Dans Hamlet, travailler avec ces comédiennes et ces comédiens m’avait permis d’aborder le théâtre d’une manière différente. Personne ne s’attendait à voir le rôle-titre joué par un comédien porteur du syndrome de Down. Déjouer ainsi les attentes nous permettait d’approcher d’une autre manière la question de la condition humaine : on n’entendait pas le célèbre monologue « être ou ne pas être » de la même façon… C’est un déplacement que j’avais trouvé particulièrement fécond et j’avais envie de le reconduire avec La Mouette. La pièce de Tchekhov nous pousse à questionner notre propre capacité à voir, à interroger notre propre cécité. Les mots dits par une troupe de comédiennes et comédiens malvoyants ou non voyants voient leur sens varier : ils s’ouvrent à de nouvelles significations. Leurs corps expriment des idées et des images que les interprètes voyants ne pourraient exprimer. L’œuvre voyage entre comédie et tragédie sans la moindre condescendance, libérée de tout regard larmoyant, pathétique ou romantique.

Vous avez adapté librement l’œuvre de Tchekhov. Pouvez-vous nous parler de cette adaptation ?

Cette version libre est jouée, comme nous le disions, par un groupe d’interprètes non voyants ou malvoyants et notre proposition vise à rapprocher – à travers le récit – le public de la réalité vécue par ces personnes. Les actrices et les acteurs se sont appropriés les personnages de Tchekhov. Ils ont mêlé l’œuvre à leur propre vie, à leur propre expérience, afin de restituer le tout sur scène. Il s’agit en quelque sorte d’une « régénération » des textes. C’est d’une certaine manière une grande toile où s’entremêlent les expériences de personnes non voyantes, des acteurs eux-mêmes et des personnages de Tchekhov. Le simple fait que ces textes, qui ont été lus, joués, écoutés maintes fois sur scène, soient cette fois-ci prononcés par des acteurs porteurs de handicap leur donne une tout autre dimension, une tout autre signification.

La distribution est-elle constituée exclusivement d’interprètes malvoyants ou non voyants ?

Au total, douze acteurs portent cette pièce. La majorité d’entre eux sont malvoyants ou non voyants. Seuls trois sont voyants. Il s’agit d’une ouvreuse présente auprès du public. Avant même que la pièce commence, elle décrit pour les comédiennes et les comédiens ce qui se passe dans la salle au moyen d’une audiodescription. Il y a également un musicien, Nacho Bilbao, présent sur scène durant toute la pièce. Le personnage de Boris Trigorin est voyant. C’est un choix que le public comprend au cours de la représentation.

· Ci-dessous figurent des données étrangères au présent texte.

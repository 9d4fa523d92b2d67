use promptsync_core::{Credentials, SyncDocument};
use promptsync_infra::WebDavClient;

use crate::sync::SyncError;

/// Where the sync document lives. The document path comes from
/// `Credentials::sync_path`.
#[async_trait::async_trait]
pub trait RemoteDocumentStore: Send + Sync {
    async fn test_connection(&self, creds: &Credentials) -> Result<(), SyncError>;
    /// Best-effort; never fails the caller.
    async fn ensure_collection(&self, creds: &Credentials);
    /// Returns the number of bytes written.
    async fn upload(&self, creds: &Credentials, document: &SyncDocument)
        -> Result<usize, SyncError>;
    async fn download(&self, creds: &Credentials) -> Result<SyncDocument, SyncError>;
}

/// WebDAV-backed remote store.
pub struct WebDavRemote {
    client: WebDavClient,
}

impl WebDavRemote {
    pub fn new(client: WebDavClient) -> Self {
        Self { client }
    }
}

#[async_trait::async_trait]
impl RemoteDocumentStore for WebDavRemote {
    async fn test_connection(&self, creds: &Credentials) -> Result<(), SyncError> {
        Ok(self.client.test_connection(creds).await?)
    }

    async fn ensure_collection(&self, creds: &Credentials) {
        self.client
            .ensure_collection(creds, &creds.document_path())
            .await
    }

    async fn upload(
        &self,
        creds: &Credentials,
        document: &SyncDocument,
    ) -> Result<usize, SyncError> {
        Ok(self
            .client
            .upload(creds, &creds.document_path(), document)
            .await?)
    }

    async fn download(&self, creds: &Credentials) -> Result<SyncDocument, SyncError> {
        Ok(self.client.download(creds, &creds.document_path()).await?)
    }
}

Vous travaillez pour cette création avec le Centro Dramático Nacional d’Espagne, qui participe pour la première fois au Festival d’Avignon. Mais en amont de la création, vous avez mené un travail de recherche auprès d’une compagnie péruvienne appelée sinVERguenzas. En quoi consistait-il ?

Effectivement, lorsque j’ai commencé l’adaptation de cette pièce, j’ai travaillé pendant cinq mois avec la compagnie péruvienne sinVERguenzas, composée de treize acteurs non voyants. C’était une sorte de laboratoire à partir des textes et scènes de La Mouette. Nous avons mené de longs entretiens au cours desquels j’ai pu appréhender leur réalité et m’en nourrir. C’était, en quelque sorte, un échange : je menais avec eux un workshop de théâtre et ils m’apprenaient en retour des tas de choses sur leur quotidien. Les textes que j’étais en train de créer se sont vus modifiés, transformés petit à petit grâce à l’apport de ce groupe.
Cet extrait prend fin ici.